И тут Одо принял решение провести разведку боем. Запели рожки, и немецкая конница сорвалась с места и устремилась вперёд по узкой дороге, зажатой между холмом и болотом. Мешко, лично возглавлявший польский заслон, отдал приказ отойти, и тем самым уступить неприятелю наиболее узкое «горлышко» дороги.
Удар немецких всадников встретила лишь пустота, окутанная туманом, — Мешко опять удрал! Столь лёгкий успех окончательно развеял все опасения Одо: враг боится воинов марки, избегает боя — точь-в-точь как несколькими днями ранее на берегу реки. Это будет лёгкая победа!
Вдруг из бездонных недр тумана вырвалась стрела, затем — ещё и ещё. Смертоносный град обрушился на немецкую конницу, столпившуюся в дорожном «горле». Это в бой вступила засевшая на холме польская пехота.
Чувство триумфа у немцев испарилось столь же быстро, как и пришло, сменившись сначала недоумением, затем страхом.
А потом воины Восточной марки начали умирать.
Отступление было частью продуманного плана, и теперь тяжёлая конница Мешко, развернувшись на более широком месте дороги, на всей скорости неслась к месту схватки. В это же время другой отряд польской конницы, под началом Чибора, покинул своё укрытие в кустарнике и, выехав из-за противоположной стороны холма, ударил в тыл немецкой пехоте, которая отстала от всадников и толком не видела, что происходит впереди.
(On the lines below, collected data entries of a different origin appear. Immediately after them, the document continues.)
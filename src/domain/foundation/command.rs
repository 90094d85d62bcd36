//! Command infrastructure for CQRS handlers.
//!
//! `CommandMetadata` is the context that flows through command processing
//! and onto every emitted event envelope.

use serde::{Deserialize, Serialize};
use uuid::Uuid;

use super::{EventEnvelope, UserId};

/// Metadata context for command handlers.
#[derive(Debug, Clone, PartialEq, Eq, Serialize, Deserialize)]
pub struct CommandMetadata {
    /// The user executing this command (required for ownership checks).
    pub user_id: UserId,

    /// Links related operations across a single user request.
    #[serde(skip_serializing_if = "Option::is_none")]
    correlation_id: Option<String>,

    /// Source of this command (e.g., "api", "scheduler").
    #[serde(skip_serializing_if = "Option::is_none")]
    source: Option<String>,
}

impl CommandMetadata {
    /// Creates new command metadata with required user ID.
    pub fn new(user_id: UserId) -> Self {
        Self {
            user_id,
            correlation_id: None,
            source: None,
        }
    }

    /// Builder: Add correlation ID for request tracing.
    pub fn with_correlation_id(mut self, id: impl Into<String>) -> Self {
        self.correlation_id = Some(id.into());
        self
    }

    /// Builder: Add source identifier.
    pub fn with_source(mut self, source: impl Into<String>) -> Self {
        self.source = Some(source.into());
        self
    }

    /// Returns the correlation ID, generating one if not set.
    pub fn correlation_id(&self) -> String {
        self.correlation_id
            .clone()
            .unwrap_or_else(|| Uuid::new_v4().to_string())
    }

    /// Returns the source if set.
    pub fn source(&self) -> Option<&str> {
        self.source.as_deref()
    }

    /// Stamps correlation, user and source onto an outgoing envelope.
    pub fn stamp(&self, envelope: EventEnvelope) -> EventEnvelope {
        let envelope = envelope
            .with_correlation_id(self.correlation_id())
            .with_user_id(self.user_id.to_string());
        match &self.source {
            Some(source) => envelope.with_source(source.clone()),
            None => envelope,
        }
    }
}

#[cfg(test)]
impl CommandMetadata {
    /// Creates a test fixture with a test user ID.
    pub fn test_fixture() -> Self {
        Self::new(UserId::new("test-user-123").unwrap())
            .with_correlation_id("test-correlation-id")
            .with_source("test")
    }
}
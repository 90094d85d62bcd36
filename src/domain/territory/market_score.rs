use serde::{Deserialize, Serialize};

use crate::domain::foundation::Percentage;

/// A market score exactly as the scoring provider returned it.
///
/// Nothing here is trusted: names may be blank, scores may be out of range
/// or NaN, and the same market may appear twice.
#[derive(Debug, Clone, PartialEq, Serialize, Deserialize)]
pub struct RawMarketScore {
    pub market: String,
    pub score: f64,
    #[serde(default)]
    pub reasoning: String,
    #[serde(default)]
    pub sources: Vec<String>,
}

impl RawMarketScore {
    pub fn new(market: impl Into<String>, score: f64) -> Self {
        Self {
            market: market.into(),
            score,
            reasoning: String::new(),
            sources: Vec::new(),
        }
    }

    pub fn with_reasoning(mut self, reasoning: impl Into<String>) -> Self {
        self.reasoning = reasoning.into();
        self
    }

    pub fn with_source(mut self, source: impl Into<String>) -> Self {
        self.sources.push(source.into());
        self
    }

    /// Normalizes into a [`MarketScore`], or `None` when unusable.
    pub(crate) fn normalize(self) -> Option<MarketScore> {
        let market = self.market.trim();
        if market.is_empty() {
            return None;
        }
        let score = Percentage::from_f64_clamped(self.score)?;
        Some(MarketScore {
            market: market.to_string(),
            score,
            reasoning: self.reasoning.trim().to_string(),
            sources: self
                .sources
                .into_iter()
                .map(|s| s.trim().to_string())
                .filter(|s| !s.is_empty())
                .collect(),
        })
    }
}

/// A normalized, ranked market inside a territory analysis.
#[derive(Debug, Clone, PartialEq, Eq, Serialize, Deserialize)]
pub struct MarketScore {
    pub market: String,
    pub score: Percentage,
    pub reasoning: String,
    pub sources: Vec<String>,
}

#[cfg(test)]
mod tests {
    use super::*;

    #[test]
    fn normalize_trims_and_rounds() {
        let raw = RawMarketScore::new("  Boise, ID ", 71.6)
            .with_reasoning(" growing suburbs ")
            .with_source(" census.gov ")
            .with_source("   ");

        let market = raw.normalize().unwrap();

        assert_eq!(market.market, "Boise, ID");
        assert_eq!(market.score.value(), 72);
        assert_eq!(market.reasoning, "growing suburbs");
        assert_eq!(market.sources, vec!["census.gov".to_string()]);
    }

    #[test]
    fn normalize_clamps_out_of_range() {
        assert_eq!(RawMarketScore::new("A", 140.0).normalize().unwrap().score.value(), 100);
        assert_eq!(RawMarketScore::new("B", -3.0).normalize().unwrap().score.value(), 0);
    }

    #[test]
    fn normalize_drops_unusable_entries() {
        assert!(RawMarketScore::new("   ", 50.0).normalize().is_none());
        assert!(RawMarketScore::new("Reno, NV", f64::NAN).normalize().is_none());
    }

    #[test]
    fn deserializes_without_optional_fields() {
        let raw: RawMarketScore =
            serde_json::from_str(r#"{"market":"Tulsa, OK","score":58}"#).unwrap();
        assert_eq!(raw.score, 58.0);
        assert!(raw.sources.is_empty());
    }
}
Кольцо окружения сомкнулось вокруг германских воинов — с двух сторон на них напирала польская конница, с третьей было непроходимое болото, а с четвёртой высился холм, откуда дождём сыпались стрелы и с яростными криками спускались мужики, вооружённые длинными копьями. Лишь тогда Одо понял, почему Мешко так легко отдал ему «горловину» — этот участок дороги был таким узким, что столпившиеся там немецкие конные воины в буквальном смысле застряли и не могли толком развернуться. Многие пытались уйти через болото, однако неизбежно тонули в трясине вместе с лошадьми. Конница, лишённая мобильности, теряет все свои боевые качества.
Резня продолжалась примерно до полудня. Каким-то чудом маркграфу Одо с горсткой счастливчиков удалось прорубить себе путь к свободе и спастись. Они скакали, не останавливаясь, и перевели дух лишь на другом берегу Одера. Германский миссионер, архиепископ Бруно Кверфуртский впоследствии писал: «Множество перебитых тевтонов застило землю, а воинственный маркграф Одо с изорванными знамёнами бросился бежать».
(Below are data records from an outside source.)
//! Territory scoring provider configuration
//!
//! Optional: without it territory scoring uses the built-in mock provider.

use secrecy::{ExposeSecret, SecretString};
use serde::Deserialize;
use std::time::Duration;

use super::error::ValidationError;
use super::server::Environment;

/// First retry backoff; doubles on each further retry.
pub const RETRY_BASE_DELAY_SECS: u64 = 1;

/// External market scoring service settings
#[derive(Debug, Clone, Deserialize)]
pub struct TerritoryConfig {
    /// Base URL of the scoring service
    pub endpoint: String,

    /// Bearer token sent with every request
    pub api_key: SecretString,

    /// Request timeout in seconds
    #[serde(default = "default_timeout")]
    pub timeout_secs: u64,

    /// Maximum retries on transient failures
    #[serde(default = "default_retries")]
    pub max_retries: u32,
}

impl TerritoryConfig {
    pub fn new(endpoint: impl Into<String>, api_key: impl Into<String>) -> Self {
        Self {
            endpoint: endpoint.into(),
            api_key: SecretString::new(api_key.into()),
            timeout_secs: default_timeout(),
            max_retries: default_retries(),
        }
    }

    pub fn timeout(&self) -> Duration {
        Duration::from_secs(self.timeout_secs)
    }

    /// Longest a scoring call can take: every attempt timing out plus the
    /// backoff sleeps between them.
    pub fn worst_case_secs(&self) -> u64 {
        let attempts = u64::from(self.max_retries) + 1;
        let backoff = RETRY_BASE_DELAY_SECS * (2u64.saturating_pow(self.max_retries) - 1);
        self.timeout_secs.saturating_mul(attempts).saturating_add(backoff)
    }

    pub fn has_api_key(&self) -> bool {
        !self.api_key.expose_secret().trim().is_empty()
    }

    /// Validate provider configuration
    pub fn validate(&self, environment: &Environment) -> Result<(), ValidationError> {
        let endpoint = self.endpoint.trim();
        if endpoint.is_empty() {
            return Err(ValidationError::MissingRequired("SITE_SIGNAL__TERRITORY__ENDPOINT"));
        }
        if !endpoint.starts_with("http://") && !endpoint.starts_with("https://") {
            return Err(ValidationError::InvalidProviderEndpoint);
        }
        if *environment == Environment::Production && !endpoint.starts_with("https://") {
            return Err(ValidationError::ProviderEndpointMustBeHttps);
        }
        if !self.has_api_key() {
            return Err(ValidationError::MissingRequired("SITE_SIGNAL__TERRITORY__API_KEY"));
        }
        if self.timeout_secs == 0 || self.timeout_secs > 300 {
            return Err(ValidationError::InvalidTimeout);
        }
        if self.max_retries > 5 {
            return Err(ValidationError::TooManyRetries);
        }
        Ok(())
    }
}

fn default_timeout() -> u64 {
    15
}

fn default_retries() -> u32 {
    2
}

#[cfg(test)]
mod tests {
    use super::*;

    fn config() -> TerritoryConfig {
        TerritoryConfig::new("https://scoring.example.com/v1", "tk_live_123")
    }

    #[test]
    fn defaults() {
        let config = config();
        assert_eq!(config.timeout(), Duration::from_secs(15));
        assert_eq!(config.max_retries, 2);
        assert!(config.validate(&Environment::Production).is_ok());
    }

    #[test]
    fn worst_case_counts_every_attempt_and_backoff() {
        let mut config = config();
        // 3 attempts of 15s, then 1s + 2s of backoff
        assert_eq!(config.worst_case_secs(), 48);

        config.max_retries = 0;
        assert_eq!(config.worst_case_secs(), 15);

        config.timeout_secs = 45;
        config.max_retries = 2;
        assert_eq!(config.worst_case_secs(), 138);
    }

    #[test]
    fn http_endpoint_only_allowed_outside_production() {
        let config = TerritoryConfig::new("http://localhost:9000", "key");
        assert!(config.validate(&Environment::Development).is_ok());
        assert_eq!(
            config.validate(&Environment::Production),
            Err(ValidationError::ProviderEndpointMustBeHttps)
        );
    }

    #[test]
    fn blank_api_key_rejected() {
        let config = TerritoryConfig::new("https://scoring.example.com", "  ");
        assert!(matches!(
            config.validate(&Environment::Development),
            Err(ValidationError::MissingRequired(_))
        ));
    }

    #[test]
    fn bad_endpoint_rejected() {
        let config = TerritoryConfig::new("scoring.example.com", "key");
        assert_eq!(
            config.validate(&Environment::Development),
            Err(ValidationError::InvalidProviderEndpoint)
        );
    }

    #[test]
    fn retry_cap() {
        let mut config = config();
        config.max_retries = 9;
        assert_eq!(
            config.validate(&Environment::Development),
            Err(ValidationError::TooManyRetries)
        );
    }
}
Мы не знаем точных цифр по потерям сторон, однако, судя по всему, у немцев они превысили половину от всего войска, поскольку даже их собственный летописец признавал бой под Цедыней военной катастрофой.
Послесловие
Весть о поражении Одо под Цедыней облетела восточные области Священной Римской империи со скоростью лесного пожара. Графы и маркграфы начали всерьёз опасаться возможного восстания уже покорённых славян, и с этим срочно нужно было что-то делать. В конце концов, вмешаться пришлось самому Оттону I.
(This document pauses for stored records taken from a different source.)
//! Metrics whose entered value is already a 0-100 score.

use serde::{Deserialize, Serialize};
use std::fmt;

/// Pre-scored "dropdown" metrics.
///
/// The user picks a band from a dropdown and the stored value is the score
/// itself, so no target comparison applies.
#[derive(Debug, Clone, Copy, PartialEq, Eq, Hash, Serialize, Deserialize)]
pub enum DropdownMetric {
    #[serde(rename = "market_saturation_trade_area_overlap")]
    TradeAreaOverlap,
    #[serde(rename = "market_saturation_heat_map_intersection")]
    HeatMapIntersection,
    #[serde(rename = "demand_supply_balance")]
    SupplyDemandBalance,
}

impl DropdownMetric {
    /// Every dropdown metric.
    pub const ALL: [DropdownMetric; 3] = [
        DropdownMetric::TradeAreaOverlap,
        DropdownMetric::HeatMapIntersection,
        DropdownMetric::SupplyDemandBalance,
    ];

    /// Looks up a dropdown metric by its stored identifier.
    pub fn from_identifier(identifier: &str) -> Option<Self> {
        match identifier {
            "market_saturation_trade_area_overlap" => Some(DropdownMetric::TradeAreaOverlap),
            "market_saturation_heat_map_intersection" => Some(DropdownMetric::HeatMapIntersection),
            "demand_supply_balance" => Some(DropdownMetric::SupplyDemandBalance),
            _ => None,
        }
    }

    /// The stored identifier for this metric.
    pub fn identifier(&self) -> &'static str {
        match self {
            DropdownMetric::TradeAreaOverlap => "market_saturation_trade_area_overlap",
            DropdownMetric::HeatMapIntersection => "market_saturation_heat_map_intersection",
            DropdownMetric::SupplyDemandBalance => "demand_supply_balance",
        }
    }
}

impl fmt::Display for DropdownMetric {
    fn fmt(&self, f: &mut fmt::Formatter<'_>) -> fmt::Result {
        f.write_str(self.identifier())
    }
}

#[cfg(test)]
mod tests {
    use super::*;

    #[test]
    fn identifiers_round_trip() {
        for metric in DropdownMetric::ALL {
            assert_eq!(DropdownMetric::from_identifier(metric.identifier()), Some(metric));
        }
    }

    #[test]
    fn unknown_identifier_is_not_dropdown() {
        assert_eq!(DropdownMetric::from_identifier("median_household_income"), None);
        assert_eq!(DropdownMetric::from_identifier("Demand_Supply_Balance"), None);
        assert_eq!(DropdownMetric::from_identifier(""), None);
    }

    #[test]
    fn serde_uses_identifier() {
        let json = serde_json::to_string(&DropdownMetric::SupplyDemandBalance).unwrap();
        assert_eq!(json, "\"demand_supply_balance\"");
    }
}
Поскольку Мешко платил в казну империи дань, Оттон вызвал его в 973 году, как вассала, на рейхстаг. Туда же был вызван и Одо. Решение императора было суровым — виновником произошедшего был объявлен польский князь, на которого за это была наложена новая дань. Кроме того, он должен был прислать своего сына Болеслава к императорскому двору в качестве заложника. Что касается маркграфа Одо, то он не понёс никакого наказания за свой провал и даже сохранил власть в Восточной марке.
После рейхстага и случившейся там обструкции Мешко крепко затаил на императора, и его контакты с имперским двором сошли на нет. Вполне возможно, конфликт, в одночасье ставший личным, обострился бы до состояния новой войны, однако 7 мая того же 973 года Оттон I скоропостижно отдал Богу душу. «Восточный вопрос» завис на несколько лет, за которые влияние Мешко в регионе неуклонно росло. Когда же, спустя годы, империя вновь решила двинуться на восток, её уже ждало значительно окрепшее польское государство под властью сына Мешко — того самого Болеслава, вошедшего в историю под именем Храбрый. Так что именно победа при Цедыне обеспечила будущее нарождавшейся Польши.